La circunstancia de que el XI congreso del Partit dels Socialistes de Catalunya (PSC) tuviera lugar en el mismo recinto y apenas a una semana de distancia del último cónclave de Convergència ha permitido calibrar a simple vista la distancia que va de tener el poder, casi todo el poder institucional, a no tener apenas ninguno. El pasado fin de semana, en la zona alta de la Diagonal barcelonesa, la hilera de coches oficiales -dos ministros, el presidente de la Generalitat, numerosos consejeros, el delegado del Gobierno central, el presidente de la Diputación, secretarios de Estado, alcaldes y tenientes de alcalde de los grandes ayuntamientos, etcétera, etcétera- resultaba tan espectacular como la aglomeración de escoltas fornidos y trajeados, con su pinganillo en la oreja y su sospechoso bulto bajo la americana. Una vez dentro del Palacio de Congresos, no faltaba detalle: desde el coqueto puesto de venta de merchandising del partido, hasta las instalaciones de diseño sabiamente esparcidas por vestíbulos y espacios de paso, todas con el rojo corporativo y el logo del PSC. Nada que envidiar a la convención de una boyante multinacional.

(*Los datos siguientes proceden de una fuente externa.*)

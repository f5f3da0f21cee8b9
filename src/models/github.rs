use chrono::{DateTime, Utc};
use serde::Deserialize;

// GitHub GraphQL response types

/// One page of a GraphQL connection (`pageInfo` + `nodes`)
#[derive(Debug, Deserialize)]
#[serde(rename_all = "camelCase")]
pub struct Connection<N> {
    pub page_info: PageInfo,
    pub nodes: Vec<N>,
}

#[derive(Debug, Deserialize)]
#[serde(rename_all = "camelCase")]
pub struct PageInfo {
    pub has_next_page: bool,
    pub end_cursor: Option<String>,
}

/// Nested connection where only the first page is requested
#[derive(Debug, Deserialize)]
pub struct Nodes<N> {
    pub nodes: Vec<N>,
}

impl<N> Default for Nodes<N> {
    fn default() -> Self {
        Self { nodes: Vec::new() }
    }
}

#[derive(Debug, Clone, PartialEq, Eq, Deserialize)]
pub struct Author {
    pub login: String,
}

#[derive(Debug, Deserialize)]
#[serde(rename_all = "camelCase")]
pub struct Discussion {
    pub updated_at: DateTime<Utc>,
    pub author: Option<Author>,
    pub comments: Nodes<Comment>,
}

impl Discussion {
    pub fn author_login(&self) -> Option<&str> {
        self.author.as_ref().map(|a| a.login.as_str())
    }
}

#[derive(Debug, Deserialize)]
#[serde(rename_all = "camelCase")]
pub struct Comment {
    pub author: Option<Author>,
    pub created_at: DateTime<Utc>,
    /// Absent when the comments-only discussion query is used
    #[serde(default)]
    pub replies: Nodes<Reply>,
}

#[derive(Debug, Deserialize)]
#[serde(rename_all = "camelCase")]
pub struct Reply {
    pub author: Option<Author>,
    pub created_at: DateTime<Utc>,
}

#[derive(Debug, Deserialize)]
#[serde(rename_all = "camelCase")]
pub struct PullRequest {
    pub author: Option<Author>,
    pub updated_at: DateTime<Utc>,
    pub merged: bool,
}

#[cfg(test)]
mod tests {
    use super::*;
    use serde_json::json;

    #[test]
    fn test_discussion_without_replies_field() {
        let discussion: Discussion = serde_json::from_value(json!({
            "updatedAt": "2024-05-01T12:00:00Z",
            "author": null,
            "comments": {
                "nodes": [
                    { "author": { "login": "bob" }, "createdAt": "2024-05-01T10:00:00Z" }
                ]
            }
        }))
        .unwrap();

        assert_eq!(discussion.author_login(), None);
        assert_eq!(discussion.comments.nodes.len(), 1);
        assert!(discussion.comments.nodes[0].replies.nodes.is_empty());
    }

    #[test]
    fn test_connection_page_info() {
        let page: Connection<PullRequest> = serde_json::from_value(json!({
            "pageInfo": { "hasNextPage": true, "endCursor": "Y3Vyc29y" },
            "nodes": [
                { "author": { "login": "alice" }, "updatedAt": "2024-05-01T12:00:00Z", "merged": true }
            ]
        }))
        .unwrap();

        assert!(page.page_info.has_next_page);
        assert_eq!(page.page_info.end_cursor.as_deref(), Some("Y3Vyc29y"));
        assert_eq!(page.nodes[0].author.as_ref().unwrap().login, "alice");
    }
}
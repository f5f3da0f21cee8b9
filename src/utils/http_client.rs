use reqwest::{Client, ClientBuilder};
use std::time::Duration;

pub const USER_AGENT: &str = concat!("people-board/", env!("CARGO_PKG_VERSION"));
/// Per-request timeout for GitHub API calls
pub const REQUEST_TIMEOUT: Duration = Duration::from_secs(10);

/// Create a configured HTTP client for making requests to the GitHub API
pub fn create_http_client() -> reqwest::Result<Client> {
    ClientBuilder::new()
        .timeout(REQUEST_TIMEOUT)
        .user_agent(USER_AGENT)
        .build()
}

#[cfg(test)]
mod tests {
    use super::*;

    #[test]
    fn test_create_http_client() {
        assert!(create_http_client().is_ok());
        assert!(USER_AGENT.starts_with("people-board/"));
    }
}
use serde_json::{json, Value};

use conso_core::pipeline;

use super::run::{load_spec, RunArgs};

/// Run the full pipeline but report only the reconciliation recaps and
/// the mapping alert list, for the month-end review loop.
pub fn run(args: RunArgs) -> Result<Value, Box<dyn std::error::Error>> {
    let spec = load_spec(&args)?;
    let output = pipeline::run_consolidation(&spec.input, &spec.config)?;

    Ok(json!({
        "result": {
            "period": output.result.period.to_string(),
            "pl_reconciliation": output.result.pl_reconciliation,
            "bs_reconciliation": output.result.bs_reconciliation,
            "unmapped_accounts": output.result.unmapped_accounts,
        },
        "methodology": output.methodology,
        "warnings": output.warnings,
    }))
}
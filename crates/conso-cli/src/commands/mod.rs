pub mod reconcile;
pub mod run;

A Rodríguez Zapatero le gusta moverse sobre el filo de las promesas ambiguas, de los eufemismos y de las contradicciones

Una gran corporación -política, en este caso- que, a pesar de su éxito, a pesar de su "papel preeminente en las principales instituciones del país" (cito del informe de gestión del primer secretario, José Montilla), no se duerme en los laureles, y cree todavía inalcanzada la meta de ser "el verdadero partido de la mayoría", "un partido capaz de ampliar su presencia en todos los sectores y territorios del país". Esta ambición de crecimiento multidireccional, casi totalizante, quedó bien expresada en la Declaración de Principios que los delegados socialistas aprobaron el sábado: el PSC hace suyo todo cuanto de progresista haya existido o exista en el pasado o el presente de Cataluña, desde los venerables ateneos populares, las sociedades obreras del XIX y el cooperativismo hasta el feminismo, el ecologismo, el pacifismo, las pulsiones altermundistas y... la libertad de empresa, pasando, off course, por la bandera del catalanismo y la lucha por la libertad nacional. A eso, en catalán castizo, se le llama no deixar res per verd.

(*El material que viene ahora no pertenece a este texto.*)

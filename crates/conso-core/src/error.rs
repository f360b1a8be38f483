use thiserror::Error;

#[derive(Debug, Error)]
pub enum ConsolidationError {
    #[error("Invalid input: {field} — {reason}")]
    InvalidInput { field: String, reason: String },

    #[error("Missing configuration: {0}")]
    MissingConfiguration(String),

    #[error("Invalid period '{0}': expected YYYYMM")]
    InvalidPeriod(String),

    #[error("Serialization error: {0}")]
    SerializationError(String),
}

impl From<serde_json::Error> for ConsolidationError {
    fn from(e: serde_json::Error) -> Self {
        ConsolidationError::SerializationError(e.to_string())
    }
}
use chrono::NaiveDate;
use rust_decimal::Decimal;
use serde::{Deserialize, Serialize};
use std::fmt;

use crate::error::ConsolidationError;
use crate::ConsolidationResult;

/// All monetary values. Wraps Decimal to prevent accidental f64 usage.
pub type Money = Decimal;

/// Reporting period, serialized as `{ year, month }`, displayed as `YYYYMM`.
///
/// Deserialization routes through [`Period::new`], so an out-of-range
/// month in a JSON run specification is rejected up front instead of
/// producing a degenerate window.
#[derive(Debug, Clone, Copy, PartialEq, Eq, Hash, Serialize, Deserialize)]
#[serde(try_from = "RawPeriod")]
pub struct Period {
    year: i32,
    month: u32,
}

#[derive(Deserialize)]
struct RawPeriod {
    year: i32,
    month: u32,
}

impl TryFrom<RawPeriod> for Period {
    type Error = ConsolidationError;

    fn try_from(raw: RawPeriod) -> ConsolidationResult<Self> {
        Period::new(raw.year, raw.month)
    }
}

impl Period {
    pub fn new(year: i32, month: u32) -> ConsolidationResult<Self> {
        if !(1..=12).contains(&month) || !(1900..=9999).contains(&year) {
            return Err(ConsolidationError::InvalidPeriod(format!(
                "{year:04}{month:02}"
            )));
        }
        Ok(Period { year, month })
    }

    /// Parse a `YYYYMM` string.
    pub fn parse(s: &str) -> ConsolidationResult<Self> {
        if s.len() != 6 || !s.bytes().all(|b| b.is_ascii_digit()) {
            return Err(ConsolidationError::InvalidPeriod(s.to_string()));
        }
        let year = s[..4]
            .parse::<i32>()
            .map_err(|_| ConsolidationError::InvalidPeriod(s.to_string()))?;
        let month = s[4..]
            .parse::<u32>()
            .map_err(|_| ConsolidationError::InvalidPeriod(s.to_string()))?;
        Period::new(year, month)
    }

    pub fn year(&self) -> i32 {
        self.year
    }

    pub fn month(&self) -> u32 {
        self.month
    }

    pub fn first_day(&self) -> NaiveDate {
        // Month is validated in the constructor, the fallback is unreachable.
        NaiveDate::from_ymd_opt(self.year, self.month, 1).unwrap_or(NaiveDate::MIN)
    }

    pub fn last_day(&self) -> NaiveDate {
        let (next_year, next_month) = if self.month == 12 {
            (self.year + 1, 1)
        } else {
            (self.year, self.month + 1)
        };
        NaiveDate::from_ymd_opt(next_year, next_month, 1)
            .and_then(|d| d.pred_opt())
            .unwrap_or(NaiveDate::MAX)
    }

    /// True if `date` falls inside the period month.
    pub fn contains(&self, date: NaiveDate) -> bool {
        date >= self.first_day() && date <= self.last_day()
    }
}

impl fmt::Display for Period {
    fn fmt(&self, f: &mut fmt::Formatter<'_>) -> fmt::Result {
        write!(f, "{:04}{:02}", self.year, self.month)
    }
}

/// One posted ledger line from the normalized extract.
///
/// The net movement is always derived as debit − credit; it is a method
/// rather than a field so the invariant holds by construction.
#[derive(Debug, Clone, Serialize, Deserialize)]
pub struct LedgerRow {
    pub entity: String,
    pub account: String,
    pub account_label: String,
    pub journal: String,
    pub date: NaiveDate,
    pub debit: Money,
    pub credit: Money,
    /// Free-text posting narrative, used by intercompany keyword filters.
    #[serde(skip_serializing_if = "Option::is_none", default)]
    pub narrative: Option<String>,
}

impl LedgerRow {
    pub fn movement(&self) -> Money {
        self.debit - self.credit
    }

    /// Account class digit: first character of the account number.
    pub fn class(&self) -> Option<char> {
        self.account.chars().next()
    }
}

/// Monthly movement aggregated per (entity, account).
#[derive(Debug, Clone, PartialEq, Serialize, Deserialize)]
pub struct AccountMovement {
    pub entity: String,
    pub account: String,
    pub account_label: String,
    pub debit: Money,
    pub credit: Money,
    pub movement: Money,
}

impl AccountMovement {
    pub fn class(&self) -> Option<char> {
        self.account.chars().next()
    }
}

/// Year-to-date balance per (entity, account), opening entries included.
#[derive(Debug, Clone, PartialEq, Serialize, Deserialize)]
pub struct AccountBalance {
    pub entity: String,
    pub account: String,
    pub account_label: String,
    pub debit_cumulative: Money,
    pub credit_cumulative: Money,
    pub balance: Money,
}

impl AccountBalance {
    pub fn class(&self) -> Option<char> {
        self.account.chars().next()
    }
}

/// Standard computation output envelope.
#[derive(Debug, Clone, Serialize, Deserialize)]
pub struct ComputationOutput<T: Serialize> {
    pub result: T,
    pub methodology: String,
    pub assumptions: serde_json::Value,
    pub warnings: Vec<String>,
    pub metadata: ComputationMetadata,
}

/// Metadata for every computation
#[derive(Debug, Clone, Serialize, Deserialize)]
pub struct ComputationMetadata {
    pub version: String,
    pub computation_time_us: u64,
    pub precision: String,
}

/// Helper to wrap computation results with metadata
pub fn with_metadata<T: Serialize>(
    methodology: &str,
    assumptions: &impl Serialize,
    warnings: Vec<String>,
    elapsed_us: u64,
    result: T,
) -> ComputationOutput<T> {
    ComputationOutput {
        result,
        methodology: methodology.to_string(),
        assumptions: serde_json::to_value(assumptions).unwrap_or_default(),
        warnings,
        metadata: ComputationMetadata {
            version: env!("CARGO_PKG_VERSION").to_string(),
            computation_time_us: elapsed_us,
            precision: "rust_decimal_128bit".to_string(),
        },
    }
}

Sin embargo, tan vasto programa de expansión tiene ahora mismo ante sí una sombra amenazadora: la financiación autonómica, y la necesidad imperativa de darle solución satisfactoria al menos por tres razones. Para dotar de medios presupuestarios a las políticas sociales de las que el Gobierno tripartito hace mascarón de proa; para infundir al Estatuto de 2006 la legitimación ciudadana que le fue regateada en las urnas; y para demostrar que la apuesta del PSC de Montilla por el entendimiento fraternal con el PSOE es más rentable para Cataluña que otras fórmulas ensayadas anteriormente. De ahí, y de los malos augurios difundidos a lo largo de la semana, la curiosidad, la expectación, casi el morbo que rodeaban la anunciada presencia de José Luis Rodríguez Zapatero, el domingo a mediodía, en la sesión de clausura del XI Congreso del PSC.

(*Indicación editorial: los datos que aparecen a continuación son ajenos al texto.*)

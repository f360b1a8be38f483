//! IFRS 16 lease reclassification.
//!
//! For each in-scope entity, the recognized operating lease expense for
//! the month is replaced by an equal depreciation charge: EBITDA excludes
//! the rent, EBIT is unchanged. Straight pass-through, no amortization
//! schedule.

use serde::{Deserialize, Serialize};

use crate::types::{LedgerRow, Money, Period};

/// Lease account prefix of an IFRS-16-in-scope entity.
#[derive(Debug, Clone, Serialize, Deserialize)]
pub struct LeaseAccount {
    pub entity: String,
    pub account_prefix: String,
}

impl LeaseAccount {
    pub fn new(entity: &str, account_prefix: &str) -> Self {
        LeaseAccount {
            entity: entity.to_string(),
            account_prefix: account_prefix.to_string(),
        }
    }
}

/// Two equal-and-opposite pseudo-lines for one entity and period.
#[derive(Debug, Clone, PartialEq, Serialize, Deserialize)]
pub struct LeaseReclassification {
    pub entity: String,
    /// Reversal of the operating lease expense, out of EBITDA.
    pub rent_neutralization: Money,
    /// Right-of-use depreciation of identical magnitude, opposite sign.
    pub rou_depreciation: Money,
}

/// Extract the monthly lease expense per in-scope entity and build the
/// EBIT-neutral substitution lines. Amounts are rounded to 2 decimals.
pub fn reclassify_leases(
    rows: &[LedgerRow],
    period: Period,
    leases: &[LeaseAccount],
) -> Vec<LeaseReclassification> {
    leases
        .iter()
        .map(|lease| {
            let rent: Money = rows
                .iter()
                .filter(|r| {
                    r.entity == lease.entity
                        && r.account.starts_with(&lease.account_prefix)
                        && period.contains(r.date)
                })
                .map(|r| r.movement())
                .sum();
            let rent = rent.round_dp(2);
            LeaseReclassification {
                entity: lease.entity.clone(),
                rent_neutralization: rent,
                rou_depreciation: -rent,
            }
        })
        .collect()
}

#[cfg(test)]
mod tests {
    use super::*;
    use chrono::NaiveDate;
    use rust_decimal_macros::dec;

    fn row(entity: &str, account: &str, month: u32, debit: Money, credit: Money) -> LedgerRow {
        LedgerRow {
            entity: entity.into(),
            account: account.into(),
            account_label: "Locations".into(),
            journal: "AC".into(),
            date: NaiveDate::from_ymd_opt(2026, month, 10).unwrap(),
            debit,
            credit,
            narrative: None,
        }
    }

    #[test]
    fn test_monthly_rent_produces_opposite_pseudo_lines() {
        let period = Period::parse("202601").unwrap();
        let rows = vec![
            row("PID", "613430", 1, dec!(600), dec!(0)),
            row("PID", "613431", 1, dec!(400), dec!(0)),
        ];
        let leases = vec![LeaseAccount::new("PID", "61343")];

        let result = reclassify_leases(&rows, period, &leases);

        assert_eq!(result.len(), 1);
        assert_eq!(result[0].rent_neutralization, dec!(1000.00));
        assert_eq!(result[0].rou_depreciation, dec!(-1000.00));
    }

    #[test]
    fn test_ebit_neutrality_invariant() {
        let period = Period::parse("202601").unwrap();
        let rows = vec![
            row("PID", "613430", 1, dec!(812.37), dec!(0)),
            row("CELSIUS", "613200", 1, dec!(455.10), dec!(12.22)),
        ];
        let leases = vec![
            LeaseAccount::new("PID", "61343"),
            LeaseAccount::new("CELSIUS", "61320"),
        ];

        for adj in reclassify_leases(&rows, period, &leases) {
            assert_eq!(adj.rent_neutralization + adj.rou_depreciation, dec!(0));
        }
    }

    #[test]
    fn test_scope_restricted_to_entity_prefix_and_month() {
        let period = Period::parse("202601").unwrap();
        let rows = vec![
            row("PID", "613430", 1, dec!(1000), dec!(0)),
            // Other entity, other prefix, other month: all out of scope.
            row("CELSIUS", "613430", 1, dec!(500), dec!(0)),
            row("PID", "613500", 1, dec!(500), dec!(0)),
            row("PID", "613430", 2, dec!(500), dec!(0)),
        ];
        let leases = vec![LeaseAccount::new("PID", "61343")];

        let result = reclassify_leases(&rows, period, &leases);
        assert_eq!(result[0].rent_neutralization, dec!(1000));
    }

    #[test]
    fn test_entity_without_movement_yields_zero_lines() {
        let period = Period::parse("202601").unwrap();
        let leases = vec![LeaseAccount::new("PID", "61343")];

        let result = reclassify_leases(&[], period, &leases);
        assert_eq!(result[0].rent_neutralization, dec!(0));
        assert_eq!(result[0].rou_depreciation, dec!(0));
    }
}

Sería tal vez por la proximidad física y temporal con los dos conciertos de Bruce Springsteen en el Nou Camp, pero el presidente del Gobierno central accedió al plenario de los socialistas catalanes en plan The Boss: dejo caer -debió pensar- unos cuantos halagos convencionales ("...siento la misma simpatía de siempre cuando vengo a Cataluña", "yo sí firmaría un manifiesto que defendiera todas las lenguas..."), doy al fin las gracias por el magnífico resultado del PSC el 9 de marzo, y me meto al público en el bolsillo. Pero esta vez las cosas no salieron exactamente así.

El presidente Rodríguez Zapatero posee una cierta inclinación hacia el funambulismo político, gusta de moverse sobre el filo de las promesas ambiguas ("apoyaré el Estatuto que salga del Parlamento..."), de los eufemismos (no hay crisis, hay "desaceleración"), de las contradicciones (la inmersión lingüística es estupenda, pero hace falta una tercera hora de castellano...). El domingo 20, sin embargo, el equilibrista trastabilló: sus vagas afirmaciones de que "tendremos una reforma del modelo de financiación, y el nuevo va a ser mejor para Cataluña", su tópica apelación a "un PSC valiente, moderno, creativo", dejaron muy frío el ambiente del plenario congresual. Y luego tomó la palabra Montilla para advertirle que "buscaremos el acuerdo", pero "no a cualquier precio; no aceptaremos un mal acuerdo"; para recordarle que el PSC se debe a Cataluña antes que al PSOE; y para hacerle notar que los primeros mensajes emanados del vicepresidente Solbes sobre la nueva financiación no han gustado ni en la plaza de Sant Jaume ni en la calle de Nicaragua.

Así las cosas, y en un contexto económico que no facilita los compromisos, el Partit dels Socialistes va a ver en los próximos meses puesta a prueba esa centralidad catalanista a la que aspira. ¿Prevalecerá la firmeza que Montilla exhibió el domingo, o se echará mano otra vez de la coartada que el propio presidente de la Generalitat evocaba diez días antes del congreso, en una entrevista: "Los diputados del PSC están para defender Cataluña, pero para lo que no están es para hacer caer al Gobierno Zapatero y que venga Rajoy"? Digámoslo de otro modo: ¿está dispuesta la cúpula del PSC a plantarse frente al PSOE hasta el punto de poner en peligro -siquiera a corto plazo- la flota de coches oficiales que brillaba el pasado fin de semana en los laterales de la Diagonal? A mi juicio, lo estaría si concluyese que no hacerlo, no mostrarse muy firme ante Moncloa y Ferraz, condena a esa cúpula socialista catalana a coches oficiales para hoy, y hambre para mañana. Tal vez me equivoque, pero intuyo que ésta viene a ser la tesis del consejero Antoni Castells.

Joan B. Culla i Clarà es historiador.